*EXERCISE OBJECTIVE*
Find every line in the entries that holds the string "wanted" and report it.

[Stored data entries]

- - -

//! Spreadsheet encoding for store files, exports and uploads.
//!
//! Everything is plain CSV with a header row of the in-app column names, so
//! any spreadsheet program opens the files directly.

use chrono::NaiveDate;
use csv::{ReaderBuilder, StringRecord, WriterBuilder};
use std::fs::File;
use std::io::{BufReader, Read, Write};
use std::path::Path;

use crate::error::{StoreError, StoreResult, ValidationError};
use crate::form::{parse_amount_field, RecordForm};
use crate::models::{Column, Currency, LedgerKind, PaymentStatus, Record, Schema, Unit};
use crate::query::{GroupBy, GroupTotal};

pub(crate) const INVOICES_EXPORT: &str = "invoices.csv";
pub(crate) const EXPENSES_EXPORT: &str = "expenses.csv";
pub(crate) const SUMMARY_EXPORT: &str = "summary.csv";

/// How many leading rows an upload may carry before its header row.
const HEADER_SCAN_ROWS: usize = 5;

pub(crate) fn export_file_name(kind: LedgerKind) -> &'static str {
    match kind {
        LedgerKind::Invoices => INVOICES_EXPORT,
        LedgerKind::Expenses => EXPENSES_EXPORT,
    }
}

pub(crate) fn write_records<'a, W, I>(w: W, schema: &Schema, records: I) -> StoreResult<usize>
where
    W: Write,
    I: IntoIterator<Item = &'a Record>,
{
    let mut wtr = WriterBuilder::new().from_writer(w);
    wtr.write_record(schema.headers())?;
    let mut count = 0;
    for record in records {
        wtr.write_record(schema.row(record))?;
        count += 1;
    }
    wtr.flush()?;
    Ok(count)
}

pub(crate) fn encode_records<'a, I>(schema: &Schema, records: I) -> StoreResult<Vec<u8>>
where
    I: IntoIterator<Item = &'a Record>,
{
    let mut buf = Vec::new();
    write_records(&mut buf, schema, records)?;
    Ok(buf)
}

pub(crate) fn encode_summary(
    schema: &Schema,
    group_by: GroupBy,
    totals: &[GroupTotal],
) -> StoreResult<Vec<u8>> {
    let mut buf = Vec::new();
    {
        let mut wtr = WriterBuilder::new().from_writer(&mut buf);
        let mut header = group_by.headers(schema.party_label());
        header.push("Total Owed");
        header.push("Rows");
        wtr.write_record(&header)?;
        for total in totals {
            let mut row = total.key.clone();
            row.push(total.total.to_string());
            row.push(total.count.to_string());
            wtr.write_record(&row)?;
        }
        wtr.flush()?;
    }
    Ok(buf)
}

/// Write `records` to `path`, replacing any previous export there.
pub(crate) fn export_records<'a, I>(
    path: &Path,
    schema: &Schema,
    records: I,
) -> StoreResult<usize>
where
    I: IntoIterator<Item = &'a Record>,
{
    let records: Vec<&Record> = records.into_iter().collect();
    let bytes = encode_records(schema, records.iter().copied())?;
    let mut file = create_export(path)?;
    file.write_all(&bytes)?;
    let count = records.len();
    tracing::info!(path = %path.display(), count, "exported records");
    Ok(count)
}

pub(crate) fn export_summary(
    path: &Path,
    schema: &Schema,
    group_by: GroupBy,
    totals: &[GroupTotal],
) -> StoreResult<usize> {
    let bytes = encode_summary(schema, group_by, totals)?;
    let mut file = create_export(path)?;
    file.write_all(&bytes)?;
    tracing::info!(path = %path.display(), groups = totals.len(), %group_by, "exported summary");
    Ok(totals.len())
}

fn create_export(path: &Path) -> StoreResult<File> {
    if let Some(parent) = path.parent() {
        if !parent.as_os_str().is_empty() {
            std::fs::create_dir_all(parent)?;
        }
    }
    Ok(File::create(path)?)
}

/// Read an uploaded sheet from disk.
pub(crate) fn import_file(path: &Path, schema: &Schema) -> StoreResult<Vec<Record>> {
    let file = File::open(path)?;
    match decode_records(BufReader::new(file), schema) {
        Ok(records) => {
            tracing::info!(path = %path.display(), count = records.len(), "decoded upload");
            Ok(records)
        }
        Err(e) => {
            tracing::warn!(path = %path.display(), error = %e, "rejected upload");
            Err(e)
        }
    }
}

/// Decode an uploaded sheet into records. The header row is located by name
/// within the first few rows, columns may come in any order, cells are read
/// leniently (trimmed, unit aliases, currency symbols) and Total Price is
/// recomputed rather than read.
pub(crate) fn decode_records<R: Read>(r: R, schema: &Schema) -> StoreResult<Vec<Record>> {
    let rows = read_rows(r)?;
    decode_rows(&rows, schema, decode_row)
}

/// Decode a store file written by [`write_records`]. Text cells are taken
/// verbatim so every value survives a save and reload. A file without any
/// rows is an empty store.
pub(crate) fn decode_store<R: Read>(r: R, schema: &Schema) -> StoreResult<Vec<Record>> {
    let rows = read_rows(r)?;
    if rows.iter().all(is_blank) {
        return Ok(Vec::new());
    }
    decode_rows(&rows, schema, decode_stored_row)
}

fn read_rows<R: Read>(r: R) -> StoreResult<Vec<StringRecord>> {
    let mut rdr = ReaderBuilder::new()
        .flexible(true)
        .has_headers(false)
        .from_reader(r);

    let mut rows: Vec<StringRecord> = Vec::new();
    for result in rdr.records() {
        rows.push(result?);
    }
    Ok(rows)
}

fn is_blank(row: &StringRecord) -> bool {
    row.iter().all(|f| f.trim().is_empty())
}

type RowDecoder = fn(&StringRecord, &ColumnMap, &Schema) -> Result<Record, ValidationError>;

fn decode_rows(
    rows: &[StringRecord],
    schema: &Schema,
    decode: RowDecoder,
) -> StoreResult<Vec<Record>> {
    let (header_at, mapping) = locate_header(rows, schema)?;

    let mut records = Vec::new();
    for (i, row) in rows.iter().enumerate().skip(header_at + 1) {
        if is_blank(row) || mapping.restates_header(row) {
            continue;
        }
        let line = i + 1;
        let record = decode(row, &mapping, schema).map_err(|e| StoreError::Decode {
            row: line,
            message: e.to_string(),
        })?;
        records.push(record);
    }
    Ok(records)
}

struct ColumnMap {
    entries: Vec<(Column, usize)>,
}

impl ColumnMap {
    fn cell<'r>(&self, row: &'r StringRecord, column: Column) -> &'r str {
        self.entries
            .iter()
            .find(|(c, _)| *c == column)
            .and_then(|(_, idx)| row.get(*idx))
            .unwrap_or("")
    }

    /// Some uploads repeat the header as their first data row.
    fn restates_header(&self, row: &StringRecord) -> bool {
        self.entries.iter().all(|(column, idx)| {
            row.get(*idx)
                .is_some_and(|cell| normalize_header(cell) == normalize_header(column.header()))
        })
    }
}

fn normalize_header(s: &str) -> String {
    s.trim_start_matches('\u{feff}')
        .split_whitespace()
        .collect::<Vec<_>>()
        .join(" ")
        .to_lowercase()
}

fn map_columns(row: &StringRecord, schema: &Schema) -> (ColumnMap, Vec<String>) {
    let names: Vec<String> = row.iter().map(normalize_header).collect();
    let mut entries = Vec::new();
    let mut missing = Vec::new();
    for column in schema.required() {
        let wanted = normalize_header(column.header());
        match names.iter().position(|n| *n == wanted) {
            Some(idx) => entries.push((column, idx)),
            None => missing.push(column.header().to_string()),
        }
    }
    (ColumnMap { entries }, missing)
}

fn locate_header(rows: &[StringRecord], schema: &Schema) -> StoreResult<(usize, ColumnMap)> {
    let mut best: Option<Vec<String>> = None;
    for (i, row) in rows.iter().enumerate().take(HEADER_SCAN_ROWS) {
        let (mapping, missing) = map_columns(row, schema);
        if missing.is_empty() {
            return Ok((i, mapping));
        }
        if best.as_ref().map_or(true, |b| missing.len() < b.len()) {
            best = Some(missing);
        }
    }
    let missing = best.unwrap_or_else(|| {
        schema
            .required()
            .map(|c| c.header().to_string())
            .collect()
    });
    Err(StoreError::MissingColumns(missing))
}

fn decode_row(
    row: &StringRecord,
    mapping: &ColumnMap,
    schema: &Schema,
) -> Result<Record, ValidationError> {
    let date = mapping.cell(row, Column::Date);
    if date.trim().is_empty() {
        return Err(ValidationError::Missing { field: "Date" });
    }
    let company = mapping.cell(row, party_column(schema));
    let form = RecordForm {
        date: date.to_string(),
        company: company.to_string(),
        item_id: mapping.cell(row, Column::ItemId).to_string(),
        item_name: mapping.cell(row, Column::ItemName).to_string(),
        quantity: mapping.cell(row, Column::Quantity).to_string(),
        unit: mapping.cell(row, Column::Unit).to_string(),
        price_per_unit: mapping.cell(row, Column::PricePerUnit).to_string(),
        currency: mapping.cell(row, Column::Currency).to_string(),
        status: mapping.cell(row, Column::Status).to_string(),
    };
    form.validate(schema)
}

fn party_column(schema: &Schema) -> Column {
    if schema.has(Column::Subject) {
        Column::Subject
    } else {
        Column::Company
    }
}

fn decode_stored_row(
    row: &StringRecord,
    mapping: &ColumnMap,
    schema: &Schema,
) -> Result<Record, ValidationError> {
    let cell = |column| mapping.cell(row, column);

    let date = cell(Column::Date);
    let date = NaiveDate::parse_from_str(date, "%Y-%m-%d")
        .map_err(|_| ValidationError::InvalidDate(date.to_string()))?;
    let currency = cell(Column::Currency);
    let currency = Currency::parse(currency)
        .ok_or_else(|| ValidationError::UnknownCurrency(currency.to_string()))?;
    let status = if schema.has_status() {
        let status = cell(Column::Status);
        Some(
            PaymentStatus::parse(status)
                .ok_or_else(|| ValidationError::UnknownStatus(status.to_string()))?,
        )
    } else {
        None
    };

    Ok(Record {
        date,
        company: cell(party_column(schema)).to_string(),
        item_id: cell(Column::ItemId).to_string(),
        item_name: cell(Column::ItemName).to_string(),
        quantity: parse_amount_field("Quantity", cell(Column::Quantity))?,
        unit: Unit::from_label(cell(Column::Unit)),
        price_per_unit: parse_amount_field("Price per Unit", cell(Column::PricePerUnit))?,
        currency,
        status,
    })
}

- - -

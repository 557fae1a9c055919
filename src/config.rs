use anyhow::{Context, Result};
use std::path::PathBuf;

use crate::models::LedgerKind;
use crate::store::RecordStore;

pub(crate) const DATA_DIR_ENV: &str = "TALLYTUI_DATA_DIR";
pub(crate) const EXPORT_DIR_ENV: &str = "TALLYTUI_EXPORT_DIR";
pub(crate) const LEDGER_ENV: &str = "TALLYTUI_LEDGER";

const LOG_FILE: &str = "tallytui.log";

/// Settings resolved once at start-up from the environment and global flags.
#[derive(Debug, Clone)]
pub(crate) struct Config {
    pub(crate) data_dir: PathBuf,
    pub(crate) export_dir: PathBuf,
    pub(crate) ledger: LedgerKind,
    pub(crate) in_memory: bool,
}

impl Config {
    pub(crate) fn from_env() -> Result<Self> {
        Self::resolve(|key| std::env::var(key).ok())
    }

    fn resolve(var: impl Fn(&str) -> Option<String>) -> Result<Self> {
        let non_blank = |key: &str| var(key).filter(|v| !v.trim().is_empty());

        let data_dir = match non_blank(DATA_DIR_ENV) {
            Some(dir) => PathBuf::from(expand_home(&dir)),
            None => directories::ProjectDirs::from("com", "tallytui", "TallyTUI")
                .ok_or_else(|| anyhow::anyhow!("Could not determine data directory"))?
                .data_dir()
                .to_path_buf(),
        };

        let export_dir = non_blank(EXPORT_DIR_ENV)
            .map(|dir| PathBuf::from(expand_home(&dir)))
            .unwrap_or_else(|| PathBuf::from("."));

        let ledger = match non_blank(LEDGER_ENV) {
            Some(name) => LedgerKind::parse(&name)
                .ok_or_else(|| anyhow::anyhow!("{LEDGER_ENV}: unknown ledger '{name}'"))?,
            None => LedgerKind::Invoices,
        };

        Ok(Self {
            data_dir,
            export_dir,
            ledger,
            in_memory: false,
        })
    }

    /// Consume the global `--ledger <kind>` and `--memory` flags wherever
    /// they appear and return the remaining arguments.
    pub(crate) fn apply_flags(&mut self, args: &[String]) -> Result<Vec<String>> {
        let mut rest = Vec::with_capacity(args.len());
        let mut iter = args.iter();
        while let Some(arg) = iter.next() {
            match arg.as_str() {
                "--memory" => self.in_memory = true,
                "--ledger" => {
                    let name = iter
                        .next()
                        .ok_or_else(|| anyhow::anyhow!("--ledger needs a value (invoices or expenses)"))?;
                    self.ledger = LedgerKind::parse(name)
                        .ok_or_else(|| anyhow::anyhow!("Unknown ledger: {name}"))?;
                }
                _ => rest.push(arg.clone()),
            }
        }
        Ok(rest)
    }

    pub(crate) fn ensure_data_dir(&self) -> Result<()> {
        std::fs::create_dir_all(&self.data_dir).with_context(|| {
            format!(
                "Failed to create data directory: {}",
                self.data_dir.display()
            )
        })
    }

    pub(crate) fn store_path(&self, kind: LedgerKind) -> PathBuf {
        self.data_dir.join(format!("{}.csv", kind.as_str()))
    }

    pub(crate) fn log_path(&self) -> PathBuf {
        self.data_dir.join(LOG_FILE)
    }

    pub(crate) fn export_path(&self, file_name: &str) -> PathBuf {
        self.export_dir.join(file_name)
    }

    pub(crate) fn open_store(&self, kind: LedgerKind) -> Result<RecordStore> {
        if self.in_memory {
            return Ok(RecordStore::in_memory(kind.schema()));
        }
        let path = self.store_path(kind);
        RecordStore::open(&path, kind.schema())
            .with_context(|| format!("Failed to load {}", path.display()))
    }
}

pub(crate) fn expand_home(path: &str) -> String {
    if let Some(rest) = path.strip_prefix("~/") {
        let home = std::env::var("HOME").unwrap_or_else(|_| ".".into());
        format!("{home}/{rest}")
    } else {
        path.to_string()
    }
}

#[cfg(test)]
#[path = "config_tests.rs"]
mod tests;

- - -

*REPLY*
        let wanted = normalize_header(column.header());
        match names.iter().position(|n| *n == wanted) {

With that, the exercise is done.